Robots Exclusion Protocol Reference Guide
The Robots Exclusion Protocol is a very simple but powerful mechanism available to webmasters and SEOs alike. Perhaps it is the simplicity of the file that means it is often overlooked and often the cause of one or more critical search engine optimisation issues. To this end, we have attempted to pull together tricks, tips and examples to assist with the implementation and management of your robots.txt file.
This blog post is also available as a downloadable PDF, which serves as a Robots Exclusion Protocol Guide. As many of the non-standard REP declarations supported by Google, Yahoo and Bing may change, we will be providing updates to this in the future.
- The robots.txt file defines the Robots Exclusion Protocol (REP) for a website. The file defines directives that exclude Web robots from directories or files per website host. (Typically search engine robots however, there are other robots that adhere to the REP – See section “Web robots” below).
- The robots.txt file defines crawling directives, not indexing directives.
- Good Web robots (GoogleBot, Yahoo Slurp and Bing MSNbot) adhere to directives in your robots.txt file. Bad Web robots may not. Do not rely on the robots.txt file to protect private or sensitive data from search engines.
- The robots.txt file is publicly accessible so do not include any files or folders that may include business critical information.
- Website analytics folders (/webstats/, /stats/ etc).
- Test or development areas (/test/, /dev/).
- XML Sitemap element if your URL structure contains vital taxonomy.
- If a URL redirects to a URL that is blocked by a robots.txt file, the first URL will be reported as being blocked by robots.txt in Google Webmaster Tools (even if the URL is listed as allowed in the robots.txt analysis tool).
- Search engines may cache your robots.txt file (For example Google may cache your robots.txt file for 24 hours). Update relevant rules in the robots.txt file 24 hours prior to adding content otherwise excluded by current REP instructions.
- When deploying a new website from a development environment always check the robots.txt file to ensure no key directories are excluded.
- Excluding files using robots.txt may not save (or redistribute) the crawl budget from the same crawl session. For example, if Google cannot access a number of files it may not crawl other files in their place.
- URLs excluded by REP may still appear in a search engine index.
- The search engine robot has not revisited a website and processed the updated directives.
- The search engine identified the URL via external links to the URL and stored the reference to the URL. In this case search engines will use information from these external sources such as anchor text and surrounding text of inbound links to make judgments about the page.
- Link popularity of an excluded page may be a factor to cause the page to be indexed.

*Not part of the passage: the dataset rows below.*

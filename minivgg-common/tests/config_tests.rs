//! Configuration loading and output directory resolution tests
//!
//! Tests that manipulate MINIVGG_OUTPUT_DIR are marked with #[serial]
//! so they never race on the process environment.

use minivgg_common::config::{
    load_or_default, load_toml_config, CompiledDefaults, OutputDirResolver, TomlConfig,
    OUTPUT_DIR_ENV,
};
use minivgg_common::Error;
use serial_test::serial;
use std::env;
use std::fs;
use std::path::PathBuf;
use tempfile::TempDir;

#[test]
fn compiled_default_output_dir_is_not_empty() {
    let defaults = CompiledDefaults::for_current_platform();
    assert!(!defaults.output_dir.as_os_str().is_empty());
    assert!(defaults.output_dir.ends_with("models"));
    assert_eq!(defaults.log_level, "info");
}

#[test]
#[serial]
fn cli_argument_has_highest_priority() {
    env::set_var(OUTPUT_DIR_ENV, "/tmp/minivgg-env");
    let config = TomlConfig {
        output_dir: Some(PathBuf::from("/tmp/minivgg-toml")),
        ..Default::default()
    };

    let resolver = OutputDirResolver::new(Some(PathBuf::from("/tmp/minivgg-cli")));
    assert_eq!(resolver.resolve(&config), PathBuf::from("/tmp/minivgg-cli"));

    env::remove_var(OUTPUT_DIR_ENV);
}

#[test]
#[serial]
fn environment_beats_toml() {
    env::set_var(OUTPUT_DIR_ENV, "/tmp/minivgg-env");
    let config = TomlConfig {
        output_dir: Some(PathBuf::from("/tmp/minivgg-toml")),
        ..Default::default()
    };

    let resolver = OutputDirResolver::new(None);
    assert_eq!(resolver.resolve(&config), PathBuf::from("/tmp/minivgg-env"));

    env::remove_var(OUTPUT_DIR_ENV);
}

#[test]
#[serial]
fn toml_beats_compiled_default() {
    env::remove_var(OUTPUT_DIR_ENV);
    let config = TomlConfig {
        output_dir: Some(PathBuf::from("/tmp/minivgg-toml")),
        ..Default::default()
    };

    let resolver = OutputDirResolver::new(None);
    assert_eq!(resolver.resolve(&config), PathBuf::from("/tmp/minivgg-toml"));
}

#[test]
#[serial]
fn falls_back_to_compiled_default() {
    env::remove_var(OUTPUT_DIR_ENV);
    let resolver = OutputDirResolver::new(None);
    assert_eq!(
        resolver.resolve(&TomlConfig::default()),
        CompiledDefaults::for_current_platform().output_dir
    );
}

#[test]
fn missing_config_file_uses_defaults() {
    let temp_dir = TempDir::new().unwrap();
    let config = load_or_default(Some(&temp_dir.path().join("absent.toml"))).unwrap();
    assert_eq!(config, TomlConfig::default());
}

#[test]
fn config_file_is_parsed() {
    let temp_dir = TempDir::new().unwrap();
    let path = temp_dir.path().join("minivgg-train.toml");
    fs::write(
        &path,
        r#"
port = 6123
output_dir = "/data/models"

[logging]
level = "debug"

[training]
image_size = 64
epochs = 5
stratified = true
"#,
    )
    .unwrap();

    let config = load_toml_config(&path).unwrap();
    assert_eq!(config.port, Some(6123));
    assert_eq!(config.output_dir, Some(PathBuf::from("/data/models")));
    assert_eq!(config.logging.level, "debug");
    assert_eq!(config.training.image_size, 64);
    assert_eq!(config.training.epochs, 5);
    assert!(config.training.stratified);
    assert_eq!(config.training.channels, 3);
}

#[test]
fn invalid_training_section_is_rejected() {
    let temp_dir = TempDir::new().unwrap();
    let path = temp_dir.path().join("minivgg-train.toml");
    fs::write(&path, "[training]\nchannels = 4\n").unwrap();

    let err = load_or_default(Some(&path)).unwrap_err();
    assert!(matches!(err, Error::Config(_)));
}

#[test]
fn malformed_toml_is_rejected() {
    let temp_dir = TempDir::new().unwrap();
    let path = temp_dir.path().join("minivgg-train.toml");
    fs::write(&path, "port = [not toml").unwrap();

    assert!(matches!(load_toml_config(&path), Err(Error::Config(_))));
}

- URLs excluded by robots.txt can accrue PageRank.
- This guide includes references to additional robots.txt functionality that were not part of the original specification (http://www.robotstxt.org).
- File must be lower-case (for example, “robots.txt”).
- File must be publicly accessible.
- File type must be in a standard file format (for example, ASCII or UTF-8).
- File must be located at the root of a website host.
- File is also valid for secure versions of a domain (For example, https://www.example.com/robots.txt).
- Search engines may have a robots.txt length.
A Web robot or Web crawler is a computer program that browses the World Wide Web (WWW) in a methodical, automated manner. This process is called crawling or spidering. Many sites, in particular search engines, use spidering as a means of providing up-to-date data. (Definition from Wikipedia)
Typically, a Web robot should request the robots.txt file when it accesses a website host; however, some robots may cache the robots.txt file or ignore it altogether.
Typical uses of Web robots to be aware of are:
- Checking links (Open Site Explorer).
- Validating HTML code (W3C validation tool).
- Checking URLs (Xenu).
- Harvesting e-mail addresses (usually for spam).
- Scraping content (usually for spam).
- Translation services (Yahoo BabelFish, Google Translate).
- Downloading websites or caching websites locally for viewing later (winHTTrack).
- Creating an archive for historical purposes (Wayback Machine archive.org).
- Vertical search (specific file types, images, video, audio, torrents, file archives).
There are a number of typical directives valid for the most common Web robots (referred to in the robots.txt file as User-agents).
User-agent: ] – Name of the Web robot
Directives ] – Rules for the robot(s) specified by the user agent
- Different Web robots (User-agents) may interpret non-standard directives differently.
- Each directive must be on a separate line.
- Each directive consists of an element: instruction pair. (For example, Disallow: /webmail/).
The elements are:
- # (a comment declaration)
- Each element must be in word case (start with a capital letter, following letters lower-case).
- Each element must be followed by a colon (:) and a space before the instruction.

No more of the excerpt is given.